Starting point is 02:13:36 Yeah, for it used to be that automotive accident was the leading cause of death for people. Up to a certain age, and I believe the age is 40 and now opioid overdose has offset that. So, you know, this isn't an isolated issue anymore. You know, for me, I think the rate limiting step is actually going to be training the clinicians to administer these things. I think that's going to become the bottleneck and that's why I hope that, you know, and we have friends who are psychiatrists, psychologists who have become very interested in this and that to me is really heartwarming because they're actually going to be among the people who need to lead the charge on this.
Starting point is 02:14:12 Yeah, and there are groups thinking about this.
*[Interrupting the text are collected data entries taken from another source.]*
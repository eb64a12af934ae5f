//! Retry policy for transient failures.
//!
//! The client retries network errors, timeouts, rate limits and server errors
//! with exponential backoff. A rate limit that carries a `Retry-After` hint
//! waits for exactly that long instead.

use crate::Error;
use std::time::Duration;

/// Default delay before the first retry.
pub const DEFAULT_BASE_DELAY: Duration = Duration::from_secs(1);

/// Decides whether and when a failed attempt is retried.
///
/// # Examples
///
/// ```
/// use verifykit::RetryPolicy;
/// use std::time::Duration;
///
/// // 1s, 2s, 4s between attempts
/// let policy = RetryPolicy::new(3);
/// assert_eq!(policy.backoff(0), Duration::from_secs(1));
/// assert_eq!(policy.backoff(2), Duration::from_secs(4));
/// ```
#[derive(Debug, Clone, Copy, PartialEq, Eq)]
pub struct RetryPolicy {
    /// The maximum number of retries after the first attempt.
    pub max_retries: u32,
    /// The delay before the first retry; doubled for every further retry.
    pub base_delay: Duration,
}

impl RetryPolicy {
    /// Creates a policy with the default one second base delay.
    pub fn new(max_retries: u32) -> Self {
        Self {
            max_retries,
            base_delay: DEFAULT_BASE_DELAY,
        }
    }

    /// Returns `true` if the attempt that produced `error` should be retried.
    ///
    /// # Arguments
    ///
    /// * `attempt` - The zero-based attempt that just failed
    /// * `error` - The error it failed with
    pub fn should_retry(&self, attempt: u32, error: &Error) -> bool {
        attempt < self.max_retries && error.is_retryable()
    }

    /// Returns the exponential delay after the given zero-based attempt:
    /// `base_delay * 2^attempt`.
    pub fn backoff(&self, attempt: u32) -> Duration {
        let multiplier = 2u32.saturating_pow(attempt);
        self.base_delay.saturating_mul(multiplier)
    }

    /// Returns the delay before retrying after `error`.
    ///
    /// Rate limit errors with a `Retry-After` hint wait for the hinted number
    /// of seconds; everything else uses [`RetryPolicy::backoff`].
    pub fn delay_for(&self, attempt: u32, error: &Error) -> Duration {
        match error {
            Error::RateLimit {
                retry_after: Some(seconds),
                ..
            } => Duration::from_secs(*seconds),
            _ => self.backoff(attempt),
        }
    }
}

impl Default for RetryPolicy {
    fn default() -> Self {
        Self::new(crate::config::DEFAULT_MAX_RETRIES)
    }
}
//! Rate limit header parsing.
//!
//! The API reports its short-window rate limit through `X-RateLimit-*`
//! headers and, when a request was throttled, a `Retry-After` header.

use http::HeaderMap;
use serde::Serialize;
use std::time::SystemTime;

/// Rate limit state reported by the most recent response.
#[derive(Debug, Clone, Copy, PartialEq, Eq, Serialize)]
pub struct RateLimitInfo {
    /// Requests allowed in the current window (`X-RateLimit-Limit`).
    pub limit: u64,

    /// Requests left in the current window (`X-RateLimit-Remaining`).
    pub remaining: u64,

    /// Unix timestamp at which the window resets (`X-RateLimit-Reset`).
    pub reset: u64,

    /// Seconds to wait before retrying (`Retry-After`).
    pub retry_after: Option<u64>,
}

impl RateLimitInfo {
    /// Extracts rate limit information from HTTP response headers.
    ///
    /// Returns `None` when neither `X-RateLimit-Limit` nor `Retry-After` is
    /// present. Missing or unparsable counters default to zero.
    ///
    /// # Examples
    ///
    /// ```
    /// use verifykit::RateLimitInfo;
    /// use http::HeaderMap;
    ///
    /// let mut headers = HeaderMap::new();
    /// headers.insert("x-ratelimit-limit", "100".parse().unwrap());
    /// headers.insert("x-ratelimit-remaining", "0".parse().unwrap());
    /// headers.insert("retry-after", "60".parse().unwrap());
    ///
    /// let info = RateLimitInfo::from_headers(&headers).unwrap();
    /// assert_eq!(info.limit, 100);
    /// assert_eq!(info.retry_after, Some(60));
    /// ```
    pub fn from_headers(headers: &HeaderMap) -> Option<Self> {
        let retry_after = parse_retry_after(headers);

        if !headers.contains_key("x-ratelimit-limit") && retry_after.is_none() {
            return None;
        }

        Some(Self {
            limit: header_int(headers, "x-ratelimit-limit").unwrap_or(0),
            remaining: header_int(headers, "x-ratelimit-remaining").unwrap_or(0),
            reset: header_int(headers, "x-ratelimit-reset").unwrap_or(0),
            retry_after,
        })
    }

    /// Returns `true` if the window is used up.
    pub fn is_exhausted(&self) -> bool {
        self.limit > 0 && self.remaining == 0
    }
}

/// Reads a header as an integer, accepting a leading number followed by
/// trailing text such as a unit (`"120ms"`).
pub(crate) fn header_int(headers: &HeaderMap, name: &str) -> Option<u64> {
    let value = headers.get(name)?.to_str().ok()?.trim();
    let digits: &str = value
        .find(|c: char| !c.is_ascii_digit())
        .map_or(value, |end| &value[..end]);
    digits.parse().ok()
}

/// Parses the Retry-After header.
///
/// Supports both delay-seconds and HTTP-date formats. Dates in the past yield
/// zero.
fn parse_retry_after(headers: &HeaderMap) -> Option<u64> {
    let header = headers.get("retry-after")?.to_str().ok()?.trim();

    if let Ok(seconds) = header.parse::<u64>() {
        return Some(seconds);
    }

    let date_time = httpdate::parse_http_date(header).ok()?;
    Some(
        date_time
            .duration_since(SystemTime::now())
            .map(|d| d.as_secs())
            .unwrap_or(0),
    )
}
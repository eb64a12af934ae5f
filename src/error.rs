//! Error types for VerifyKit API calls.
//!
//! Every failure the client can surface is a variant of [`Error`]. Errors that
//! originate from the API (or from the local pre-flight checks that mirror the
//! API's own validation) carry an [`ApiError`] payload with the message, the
//! machine-readable error code and any request id or documentation link the
//! server supplied.

use serde_json::Value;
use std::fmt;
use std::time::Duration;

/// Upstream label that turns a 429 into a quota error instead of a rate limit.
pub(crate) const MONTHLY_LIMIT_LABEL: &str = "Monthly Limit Exceeded";

/// Details attached to every API-originated error.
#[derive(Debug, Clone, PartialEq, Eq)]
pub struct ApiError {
    /// Human readable message.
    pub message: String,
    /// Machine error code, taken from the upstream `error` field.
    pub code: Option<String>,
    /// HTTP status code. `None` for errors raised before any request was sent.
    pub status: Option<u16>,
    /// Request id reported by the server.
    pub request_id: Option<String>,
    /// Link to documentation about this error.
    pub documentation: Option<String>,
}

impl ApiError {
    /// Creates an error payload with only a message and code.
    pub fn new(message: impl Into<String>, code: impl Into<String>) -> Self {
        Self {
            message: message.into(),
            code: Some(code.into()),
            status: None,
            request_id: None,
            documentation: None,
        }
    }
}

impl fmt::Display for ApiError {
    fn fmt(&self, f: &mut fmt::Formatter<'_>) -> fmt::Result {
        match self.status {
            Some(status) => write!(f, "{} (status {})", self.message, status),
            None => f.write_str(&self.message),
        }
    }
}

/// The main error type for VerifyKit API calls.
///
/// # Examples
///
/// ```no_run
/// use verifykit::{Client, Error};
///
/// # async fn example() -> Result<(), Error> {
/// let client = Client::new("vk_test_0123456789")?;
///
/// match client.validate("user@example.com").await {
///     Ok(result) => println!("valid: {}", result.valid),
///     Err(Error::RateLimit { retry_after, .. }) => {
///         eprintln!("slow down, retry after {:?}s", retry_after);
///     }
///     Err(Error::QuotaExceeded(details)) => {
///         eprintln!("monthly quota used up: {}", details.message);
///     }
///     Err(e) => eprintln!("validation failed: {}", e),
/// }
/// # Ok(())
/// # }
/// ```
#[derive(thiserror::Error, Debug)]
pub enum Error {
    /// The client was configured with invalid settings.
    ///
    /// Only produced by [`ClientBuilder::build`](crate::ClientBuilder::build);
    /// never retried.
    #[error("Configuration error: {0}")]
    Configuration(String),

    /// The input was rejected, either locally before sending or by the server
    /// with a 4xx status.
    #[error("Validation error: {0}")]
    Validation(ApiError),

    /// The API key was rejected (401).
    #[error("Authentication failed: {0}")]
    Authentication(ApiError),

    /// The requested resource does not exist (404).
    #[error("Not found: {0}")]
    NotFound(ApiError),

    /// Too many requests in the current window (429).
    #[error("Rate limit exceeded: {error}")]
    RateLimit {
        /// Error details from the response body.
        error: ApiError,
        /// Seconds to wait before retrying, from the `Retry-After` header.
        retry_after: Option<u64>,
    },

    /// The monthly validation allowance is used up. Never retried.
    #[error("Quota exceeded: {0}")]
    QuotaExceeded(ApiError),

    /// The server failed (5xx).
    #[error("Server error: {0}")]
    Server(ApiError),

    /// An API error whose status does not fall in any other category.
    #[error("API error: {0}")]
    Api(ApiError),

    /// The request did not complete within the configured timeout.
    #[error("Request timed out after {timeout:?}")]
    Timeout {
        /// The configured per-request timeout.
        timeout: Duration,
        /// The underlying transport error.
        #[source]
        source: Option<reqwest::Error>,
    },

    /// A transport-level failure (connection refused, DNS, unreadable or
    /// non-JSON response body).
    #[error("Network error: {message}")]
    Network {
        /// Description of what failed.
        message: String,
        /// The underlying transport error, if any.
        #[source]
        source: Option<reqwest::Error>,
    },
}

impl Error {
    pub(crate) fn validation(message: impl Into<String>, code: &str) -> Self {
        Error::Validation(ApiError::new(message, code))
    }

    pub(crate) fn network(message: impl Into<String>) -> Self {
        Error::Network {
            message: message.into(),
            source: None,
        }
    }

    /// Classifies a `reqwest` transport error as a timeout or network failure.
    pub(crate) fn from_transport(err: reqwest::Error, timeout: Duration) -> Self {
        if err.is_timeout() {
            Error::Timeout {
                timeout,
                source: Some(err),
            }
        } else {
            Error::Network {
                message: err.to_string(),
                source: Some(err),
            }
        }
    }

    fn details(&self) -> Option<&ApiError> {
        match self {
            Error::Validation(d)
            | Error::Authentication(d)
            | Error::NotFound(d)
            | Error::QuotaExceeded(d)
            | Error::Server(d)
            | Error::Api(d) => Some(d),
            Error::RateLimit { error, .. } => Some(error),
            Error::Configuration(_) | Error::Timeout { .. } | Error::Network { .. } => None,
        }
    }

    /// Returns the human readable message without the variant prefix.
    pub fn message(&self) -> String {
        match self {
            Error::Configuration(message) => message.clone(),
            Error::Network { message, .. } => message.clone(),
            Error::Timeout { .. } => "Request timeout".to_string(),
            other => other
                .details()
                .map(|d| d.message.clone())
                .unwrap_or_default(),
        }
    }

    /// Returns the machine error code.
    pub fn code(&self) -> Option<&str> {
        match self {
            Error::Configuration(_) => Some("INVALID_CONFIG"),
            Error::Timeout { .. } => Some("TIMEOUT"),
            other => other.details().and_then(|d| d.code.as_deref()),
        }
    }

    /// Returns the HTTP status code if the error came from a response.
    pub fn status(&self) -> Option<u16> {
        self.details().and_then(|d| d.status)
    }

    /// Returns the request id reported by the server.
    pub fn request_id(&self) -> Option<&str> {
        self.details().and_then(|d| d.request_id.as_deref())
    }

    /// Returns the documentation link reported by the server.
    pub fn documentation(&self) -> Option<&str> {
        self.details().and_then(|d| d.documentation.as_deref())
    }

    /// Returns the `Retry-After` hint of a rate limit error, in seconds.
    pub fn retry_after(&self) -> Option<u64> {
        match self {
            Error::RateLimit { retry_after, .. } => *retry_after,
            _ => None,
        }
    }

    /// Returns `true` if this kind of error is retried by the client.
    ///
    /// Network errors, timeouts, rate limits and server errors are retryable.
    /// Quota, authentication, validation and not-found errors are not.
    ///
    /// # Examples
    ///
    /// ```
    /// use verifykit::{ApiError, Error};
    ///
    /// let err = Error::Server(ApiError::new("boom", "Internal Server Error"));
    /// assert!(err.is_retryable());
    ///
    /// let err = Error::QuotaExceeded(ApiError::new("limit", "Monthly Limit Exceeded"));
    /// assert!(!err.is_retryable());
    /// ```
    pub fn is_retryable(&self) -> bool {
        match self {
            Error::Network { .. } | Error::Timeout { .. } | Error::RateLimit { .. } => true,
            Error::Server(_) => true,
            Error::Api(d) => d.status.is_some_and(|s| s >= 500),
            Error::Configuration(_)
            | Error::Validation(_)
            | Error::Authentication(_)
            | Error::NotFound(_)
            | Error::QuotaExceeded(_) => false,
        }
    }
}

/// Maps an error response into a typed [`Error`].
///
/// `raw_body` that is not a JSON object is replaced by a generic
/// "Unknown Error" body. `retry_after` is the hint captured from the response
/// headers and is only attached to rate limit errors.
pub(crate) fn map_api_error(status: u16, raw_body: &str, retry_after: Option<u64>) -> Error {
    let body = match serde_json::from_str::<Value>(raw_body) {
        Ok(Value::Object(map)) => map,
        _ => {
            let mut map = serde_json::Map::new();
            map.insert("error".into(), Value::from("Unknown Error"));
            map.insert("message".into(), Value::from("An unknown error occurred"));
            map
        }
    };

    let text = |key: &str| body.get(key).and_then(Value::as_str).map(str::to_string);

    let details = ApiError {
        message: text("message").unwrap_or_else(|| "Unknown error".to_string()),
        code: text("error"),
        status: Some(status),
        request_id: text("requestId"),
        documentation: text("documentation"),
    };

    match status {
        429 if details.code.as_deref() == Some(MONTHLY_LIMIT_LABEL) => {
            Error::QuotaExceeded(details)
        }
        429 => Error::RateLimit {
            error: details,
            retry_after,
        },
        401 => Error::Authentication(details),
        404 => Error::NotFound(details),
        400..=499 => Error::Validation(details),
        s if s >= 500 => Error::Server(details),
        _ => Error::Api(details),
    }
}

/// A specialized `Result` type for VerifyKit API calls.
pub type Result<T> = std::result::Result<T, Error>;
Certainly both maps and other organizations that are involved with suicide and are thinking about this. People who have come to the table to provide some funding, like myself, and for instance, the Bronner family of Bronner's soap, and others, certainly their technologist, Sue, who have come to the table. Many of them have done so anonymously, are very well aware that having these compounds legalized for supervised use is step one and that there will be a very very real need for training clinicians.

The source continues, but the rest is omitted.